### ASSIGNMENT
Within the entries below, find the portion that opens with the line containing "file.type_refs[id].ty.clone()" and closes with the line containing "scope below it.". Retype that portion exactly and only.

Collected data:
==========
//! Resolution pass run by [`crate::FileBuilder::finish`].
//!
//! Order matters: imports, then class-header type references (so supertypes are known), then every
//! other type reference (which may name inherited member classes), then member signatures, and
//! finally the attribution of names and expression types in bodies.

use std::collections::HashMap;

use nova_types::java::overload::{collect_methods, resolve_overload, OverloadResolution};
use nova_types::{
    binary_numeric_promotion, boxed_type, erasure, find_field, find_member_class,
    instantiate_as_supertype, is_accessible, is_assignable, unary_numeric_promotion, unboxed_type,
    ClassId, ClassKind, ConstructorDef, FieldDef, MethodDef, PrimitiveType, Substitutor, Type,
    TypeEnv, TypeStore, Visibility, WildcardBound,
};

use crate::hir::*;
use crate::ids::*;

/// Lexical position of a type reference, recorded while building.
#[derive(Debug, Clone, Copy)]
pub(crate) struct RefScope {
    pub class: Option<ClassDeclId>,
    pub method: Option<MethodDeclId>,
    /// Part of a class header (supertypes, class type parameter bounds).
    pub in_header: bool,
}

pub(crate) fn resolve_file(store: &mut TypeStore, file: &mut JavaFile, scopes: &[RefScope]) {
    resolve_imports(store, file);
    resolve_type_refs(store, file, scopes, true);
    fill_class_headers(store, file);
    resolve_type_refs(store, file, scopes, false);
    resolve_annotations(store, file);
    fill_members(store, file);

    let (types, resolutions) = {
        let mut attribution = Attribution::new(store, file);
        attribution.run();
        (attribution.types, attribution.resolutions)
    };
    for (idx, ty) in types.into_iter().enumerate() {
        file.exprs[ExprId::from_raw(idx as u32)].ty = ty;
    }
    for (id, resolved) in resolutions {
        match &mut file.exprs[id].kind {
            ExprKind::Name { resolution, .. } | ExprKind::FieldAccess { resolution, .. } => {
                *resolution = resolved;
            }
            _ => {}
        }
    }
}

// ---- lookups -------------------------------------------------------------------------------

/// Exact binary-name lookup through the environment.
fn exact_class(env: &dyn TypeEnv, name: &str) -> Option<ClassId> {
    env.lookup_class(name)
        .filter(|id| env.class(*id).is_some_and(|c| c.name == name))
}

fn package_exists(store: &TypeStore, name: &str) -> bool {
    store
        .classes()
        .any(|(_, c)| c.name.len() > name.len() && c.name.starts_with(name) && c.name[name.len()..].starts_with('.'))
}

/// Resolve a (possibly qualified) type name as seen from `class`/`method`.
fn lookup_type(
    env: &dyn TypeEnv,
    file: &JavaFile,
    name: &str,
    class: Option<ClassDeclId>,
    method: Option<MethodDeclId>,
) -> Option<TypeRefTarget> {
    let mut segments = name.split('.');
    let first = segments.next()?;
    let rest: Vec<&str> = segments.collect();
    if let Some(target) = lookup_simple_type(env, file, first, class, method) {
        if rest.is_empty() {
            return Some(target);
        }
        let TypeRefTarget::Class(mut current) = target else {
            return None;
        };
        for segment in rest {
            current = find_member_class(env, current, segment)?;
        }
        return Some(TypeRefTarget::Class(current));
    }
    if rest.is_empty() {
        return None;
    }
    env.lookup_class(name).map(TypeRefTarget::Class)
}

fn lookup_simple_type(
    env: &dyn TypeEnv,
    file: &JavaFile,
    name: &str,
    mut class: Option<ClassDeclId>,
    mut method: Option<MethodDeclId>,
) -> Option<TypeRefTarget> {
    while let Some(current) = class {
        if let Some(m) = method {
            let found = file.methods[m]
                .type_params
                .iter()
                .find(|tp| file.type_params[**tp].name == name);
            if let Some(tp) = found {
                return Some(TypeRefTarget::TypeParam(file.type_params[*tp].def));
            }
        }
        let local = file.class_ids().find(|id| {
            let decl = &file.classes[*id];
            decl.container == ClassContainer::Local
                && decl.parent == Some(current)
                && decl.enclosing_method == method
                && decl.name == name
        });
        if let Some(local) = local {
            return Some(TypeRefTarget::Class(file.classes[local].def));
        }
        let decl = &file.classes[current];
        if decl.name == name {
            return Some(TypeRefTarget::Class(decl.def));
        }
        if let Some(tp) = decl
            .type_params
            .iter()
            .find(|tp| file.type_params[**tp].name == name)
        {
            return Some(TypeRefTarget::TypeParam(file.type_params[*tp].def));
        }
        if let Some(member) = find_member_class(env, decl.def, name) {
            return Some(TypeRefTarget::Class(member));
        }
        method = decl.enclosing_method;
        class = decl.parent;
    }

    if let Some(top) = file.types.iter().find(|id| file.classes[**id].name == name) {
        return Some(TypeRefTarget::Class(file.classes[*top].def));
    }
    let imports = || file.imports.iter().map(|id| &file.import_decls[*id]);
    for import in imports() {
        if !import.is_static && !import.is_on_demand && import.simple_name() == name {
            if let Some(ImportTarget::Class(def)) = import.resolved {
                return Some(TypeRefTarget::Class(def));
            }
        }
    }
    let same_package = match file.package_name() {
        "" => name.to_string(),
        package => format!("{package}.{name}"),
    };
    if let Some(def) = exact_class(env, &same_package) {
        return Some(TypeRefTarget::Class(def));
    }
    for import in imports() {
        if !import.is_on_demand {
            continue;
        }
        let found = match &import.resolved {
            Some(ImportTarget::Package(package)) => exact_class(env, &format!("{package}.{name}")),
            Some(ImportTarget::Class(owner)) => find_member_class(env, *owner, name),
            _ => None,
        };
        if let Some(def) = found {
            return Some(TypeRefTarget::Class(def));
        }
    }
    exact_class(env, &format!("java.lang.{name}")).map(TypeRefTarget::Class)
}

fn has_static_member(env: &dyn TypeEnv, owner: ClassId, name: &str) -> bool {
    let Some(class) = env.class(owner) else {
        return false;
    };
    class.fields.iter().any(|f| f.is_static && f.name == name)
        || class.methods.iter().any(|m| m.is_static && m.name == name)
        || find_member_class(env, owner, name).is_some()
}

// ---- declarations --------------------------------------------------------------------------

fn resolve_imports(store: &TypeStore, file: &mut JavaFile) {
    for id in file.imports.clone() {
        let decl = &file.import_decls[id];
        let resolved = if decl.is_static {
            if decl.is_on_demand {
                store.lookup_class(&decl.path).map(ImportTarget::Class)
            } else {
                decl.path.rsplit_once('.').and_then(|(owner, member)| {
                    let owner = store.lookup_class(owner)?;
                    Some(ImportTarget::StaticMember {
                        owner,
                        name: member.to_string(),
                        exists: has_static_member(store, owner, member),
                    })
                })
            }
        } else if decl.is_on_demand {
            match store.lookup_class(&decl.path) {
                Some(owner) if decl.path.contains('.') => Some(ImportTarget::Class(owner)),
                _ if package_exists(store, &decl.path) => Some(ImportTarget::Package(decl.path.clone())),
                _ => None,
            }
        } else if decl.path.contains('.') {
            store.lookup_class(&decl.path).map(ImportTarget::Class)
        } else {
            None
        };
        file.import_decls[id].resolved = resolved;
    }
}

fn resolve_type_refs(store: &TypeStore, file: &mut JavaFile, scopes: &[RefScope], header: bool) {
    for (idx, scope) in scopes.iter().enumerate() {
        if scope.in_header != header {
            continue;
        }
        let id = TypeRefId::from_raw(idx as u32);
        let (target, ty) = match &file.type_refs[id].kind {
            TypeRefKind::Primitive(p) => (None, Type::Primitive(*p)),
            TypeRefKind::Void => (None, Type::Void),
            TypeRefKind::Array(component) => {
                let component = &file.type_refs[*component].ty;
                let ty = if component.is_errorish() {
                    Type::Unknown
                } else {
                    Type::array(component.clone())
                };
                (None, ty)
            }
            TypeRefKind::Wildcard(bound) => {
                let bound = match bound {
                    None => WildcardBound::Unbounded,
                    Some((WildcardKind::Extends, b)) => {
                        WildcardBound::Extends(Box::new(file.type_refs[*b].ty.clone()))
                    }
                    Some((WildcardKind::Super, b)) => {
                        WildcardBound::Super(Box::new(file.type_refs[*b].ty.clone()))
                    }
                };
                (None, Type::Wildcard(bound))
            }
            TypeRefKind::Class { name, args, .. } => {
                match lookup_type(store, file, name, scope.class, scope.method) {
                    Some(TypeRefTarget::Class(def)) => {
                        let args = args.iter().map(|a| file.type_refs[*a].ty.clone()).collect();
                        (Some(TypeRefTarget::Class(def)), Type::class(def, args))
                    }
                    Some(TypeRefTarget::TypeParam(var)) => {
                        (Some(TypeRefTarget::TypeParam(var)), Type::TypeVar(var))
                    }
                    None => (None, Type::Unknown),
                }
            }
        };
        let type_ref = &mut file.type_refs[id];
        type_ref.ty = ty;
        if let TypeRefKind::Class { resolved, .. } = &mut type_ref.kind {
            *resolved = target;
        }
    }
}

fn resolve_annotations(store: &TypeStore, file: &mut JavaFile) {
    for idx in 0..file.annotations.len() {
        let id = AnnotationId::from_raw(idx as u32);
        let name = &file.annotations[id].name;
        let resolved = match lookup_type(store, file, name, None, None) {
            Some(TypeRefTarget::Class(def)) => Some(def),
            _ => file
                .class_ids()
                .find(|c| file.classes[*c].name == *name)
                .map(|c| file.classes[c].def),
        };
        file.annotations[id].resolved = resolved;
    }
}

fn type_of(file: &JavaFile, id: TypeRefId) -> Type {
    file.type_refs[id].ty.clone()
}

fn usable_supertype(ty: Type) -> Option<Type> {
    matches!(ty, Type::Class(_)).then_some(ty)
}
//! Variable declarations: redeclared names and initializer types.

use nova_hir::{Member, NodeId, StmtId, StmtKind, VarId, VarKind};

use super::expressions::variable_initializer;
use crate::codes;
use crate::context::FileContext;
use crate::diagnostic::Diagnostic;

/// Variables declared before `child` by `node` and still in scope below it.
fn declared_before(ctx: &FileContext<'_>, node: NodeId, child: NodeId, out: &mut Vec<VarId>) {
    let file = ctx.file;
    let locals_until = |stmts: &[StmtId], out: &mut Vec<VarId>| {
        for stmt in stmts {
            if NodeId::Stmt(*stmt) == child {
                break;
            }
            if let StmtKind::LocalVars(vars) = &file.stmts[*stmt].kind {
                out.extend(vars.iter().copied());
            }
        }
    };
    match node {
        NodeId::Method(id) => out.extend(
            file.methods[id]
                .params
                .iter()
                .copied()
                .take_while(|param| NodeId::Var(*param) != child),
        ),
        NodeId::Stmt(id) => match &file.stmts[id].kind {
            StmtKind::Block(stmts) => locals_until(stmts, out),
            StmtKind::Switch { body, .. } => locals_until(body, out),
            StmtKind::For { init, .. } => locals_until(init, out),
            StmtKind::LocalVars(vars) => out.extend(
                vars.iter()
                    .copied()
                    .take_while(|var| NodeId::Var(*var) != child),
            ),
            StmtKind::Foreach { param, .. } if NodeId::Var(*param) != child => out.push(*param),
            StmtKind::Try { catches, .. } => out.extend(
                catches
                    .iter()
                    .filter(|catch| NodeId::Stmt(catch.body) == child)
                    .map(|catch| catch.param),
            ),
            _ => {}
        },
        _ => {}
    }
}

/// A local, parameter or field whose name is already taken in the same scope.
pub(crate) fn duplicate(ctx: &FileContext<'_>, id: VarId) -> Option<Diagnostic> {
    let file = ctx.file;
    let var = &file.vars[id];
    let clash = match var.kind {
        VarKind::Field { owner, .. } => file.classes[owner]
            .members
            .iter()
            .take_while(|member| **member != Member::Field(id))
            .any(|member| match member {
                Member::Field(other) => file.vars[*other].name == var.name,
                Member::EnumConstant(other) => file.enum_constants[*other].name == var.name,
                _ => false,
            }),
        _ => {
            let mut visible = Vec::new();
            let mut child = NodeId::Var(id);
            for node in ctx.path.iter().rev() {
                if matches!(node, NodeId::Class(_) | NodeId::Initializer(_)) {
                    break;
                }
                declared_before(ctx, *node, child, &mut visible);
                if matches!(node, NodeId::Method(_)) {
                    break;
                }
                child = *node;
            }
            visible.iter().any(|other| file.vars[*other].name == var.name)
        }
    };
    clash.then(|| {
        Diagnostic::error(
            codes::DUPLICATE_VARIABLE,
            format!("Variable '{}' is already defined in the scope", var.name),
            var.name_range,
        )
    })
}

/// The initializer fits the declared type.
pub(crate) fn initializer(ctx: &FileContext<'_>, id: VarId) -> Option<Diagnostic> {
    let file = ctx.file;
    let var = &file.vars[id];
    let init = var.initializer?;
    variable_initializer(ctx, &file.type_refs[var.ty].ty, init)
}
==========
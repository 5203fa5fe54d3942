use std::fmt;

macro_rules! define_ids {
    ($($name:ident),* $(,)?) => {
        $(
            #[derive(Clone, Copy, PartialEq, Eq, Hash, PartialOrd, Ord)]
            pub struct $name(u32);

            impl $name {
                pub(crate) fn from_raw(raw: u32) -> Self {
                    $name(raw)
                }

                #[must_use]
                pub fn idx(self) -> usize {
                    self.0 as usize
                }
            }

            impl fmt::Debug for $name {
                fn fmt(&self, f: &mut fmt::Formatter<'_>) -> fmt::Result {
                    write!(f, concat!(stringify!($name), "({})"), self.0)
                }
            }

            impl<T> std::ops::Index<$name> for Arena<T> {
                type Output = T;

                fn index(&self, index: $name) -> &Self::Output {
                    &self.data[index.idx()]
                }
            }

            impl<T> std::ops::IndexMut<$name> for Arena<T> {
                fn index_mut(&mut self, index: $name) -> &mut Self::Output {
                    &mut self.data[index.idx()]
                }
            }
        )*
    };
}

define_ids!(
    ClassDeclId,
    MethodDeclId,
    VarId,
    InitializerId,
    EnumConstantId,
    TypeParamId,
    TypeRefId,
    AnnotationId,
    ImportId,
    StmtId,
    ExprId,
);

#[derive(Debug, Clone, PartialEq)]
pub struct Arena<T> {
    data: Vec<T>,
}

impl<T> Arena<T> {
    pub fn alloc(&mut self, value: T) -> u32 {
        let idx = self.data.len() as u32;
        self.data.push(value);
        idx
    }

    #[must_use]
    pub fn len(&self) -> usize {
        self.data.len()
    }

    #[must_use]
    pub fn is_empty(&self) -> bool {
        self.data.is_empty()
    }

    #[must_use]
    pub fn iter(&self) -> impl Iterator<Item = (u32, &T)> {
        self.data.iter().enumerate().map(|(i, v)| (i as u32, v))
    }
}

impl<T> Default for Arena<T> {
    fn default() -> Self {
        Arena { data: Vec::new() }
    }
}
==========
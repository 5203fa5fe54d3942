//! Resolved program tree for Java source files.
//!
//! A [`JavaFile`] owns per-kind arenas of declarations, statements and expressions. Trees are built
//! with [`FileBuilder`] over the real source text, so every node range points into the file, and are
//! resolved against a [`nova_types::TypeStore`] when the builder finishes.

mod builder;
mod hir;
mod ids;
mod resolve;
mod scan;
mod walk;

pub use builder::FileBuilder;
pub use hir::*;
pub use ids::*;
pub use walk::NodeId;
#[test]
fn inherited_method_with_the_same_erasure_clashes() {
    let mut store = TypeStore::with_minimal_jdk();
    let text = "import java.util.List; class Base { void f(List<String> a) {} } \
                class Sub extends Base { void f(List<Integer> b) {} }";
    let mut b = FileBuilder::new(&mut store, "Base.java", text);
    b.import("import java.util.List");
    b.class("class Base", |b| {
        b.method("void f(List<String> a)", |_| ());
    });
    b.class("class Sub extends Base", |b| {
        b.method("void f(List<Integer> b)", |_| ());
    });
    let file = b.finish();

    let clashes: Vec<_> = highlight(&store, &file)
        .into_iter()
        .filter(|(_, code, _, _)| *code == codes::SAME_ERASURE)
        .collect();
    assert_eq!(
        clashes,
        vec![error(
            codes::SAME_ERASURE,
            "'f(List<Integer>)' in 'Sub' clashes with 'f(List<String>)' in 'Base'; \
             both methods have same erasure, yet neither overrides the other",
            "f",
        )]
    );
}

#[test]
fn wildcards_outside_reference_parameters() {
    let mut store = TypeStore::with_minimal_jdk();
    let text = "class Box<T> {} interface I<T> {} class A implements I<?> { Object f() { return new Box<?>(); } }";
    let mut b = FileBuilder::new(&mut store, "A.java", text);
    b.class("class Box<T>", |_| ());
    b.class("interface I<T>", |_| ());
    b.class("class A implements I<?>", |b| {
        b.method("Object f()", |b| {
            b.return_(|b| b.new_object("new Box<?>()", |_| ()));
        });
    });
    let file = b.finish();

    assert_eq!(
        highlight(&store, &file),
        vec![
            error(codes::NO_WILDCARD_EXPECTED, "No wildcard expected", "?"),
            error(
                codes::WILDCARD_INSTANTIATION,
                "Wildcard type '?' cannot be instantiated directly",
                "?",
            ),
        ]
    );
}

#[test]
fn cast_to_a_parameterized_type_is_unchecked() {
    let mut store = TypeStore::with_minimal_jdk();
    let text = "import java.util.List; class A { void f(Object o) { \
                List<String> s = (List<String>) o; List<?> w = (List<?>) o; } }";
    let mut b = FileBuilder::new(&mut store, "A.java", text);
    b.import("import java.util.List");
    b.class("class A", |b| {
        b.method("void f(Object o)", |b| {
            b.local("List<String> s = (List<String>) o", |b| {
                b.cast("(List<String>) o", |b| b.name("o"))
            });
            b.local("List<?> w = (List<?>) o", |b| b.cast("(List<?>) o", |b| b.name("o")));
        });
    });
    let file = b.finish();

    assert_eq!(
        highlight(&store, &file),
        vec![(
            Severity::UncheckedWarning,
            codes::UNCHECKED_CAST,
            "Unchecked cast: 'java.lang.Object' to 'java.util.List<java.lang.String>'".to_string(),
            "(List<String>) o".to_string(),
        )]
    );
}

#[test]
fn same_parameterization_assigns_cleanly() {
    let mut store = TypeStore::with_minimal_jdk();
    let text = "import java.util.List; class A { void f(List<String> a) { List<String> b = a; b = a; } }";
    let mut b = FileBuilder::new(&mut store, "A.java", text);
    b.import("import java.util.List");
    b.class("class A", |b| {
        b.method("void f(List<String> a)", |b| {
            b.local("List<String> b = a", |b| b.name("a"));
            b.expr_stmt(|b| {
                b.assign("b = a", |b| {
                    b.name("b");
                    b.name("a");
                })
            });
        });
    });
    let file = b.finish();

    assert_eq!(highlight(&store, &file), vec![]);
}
==========
### SOLUTION FOR THIS EXERCISE
    file.type_refs[id].ty.clone()
}

fn usable_supertype(ty: Type) -> Option<Type> {
    matches!(ty, Type::Class(_)).then_some(ty)
}
//! Variable declarations: redeclared names and initializer types.

use nova_hir::{Member, NodeId, StmtId, StmtKind, VarId, VarKind};

use super::expressions::variable_initializer;
use crate::codes;
use crate::context::FileContext;
use crate::diagnostic::Diagnostic;

/// Variables declared before `child` by `node` and still in scope below it.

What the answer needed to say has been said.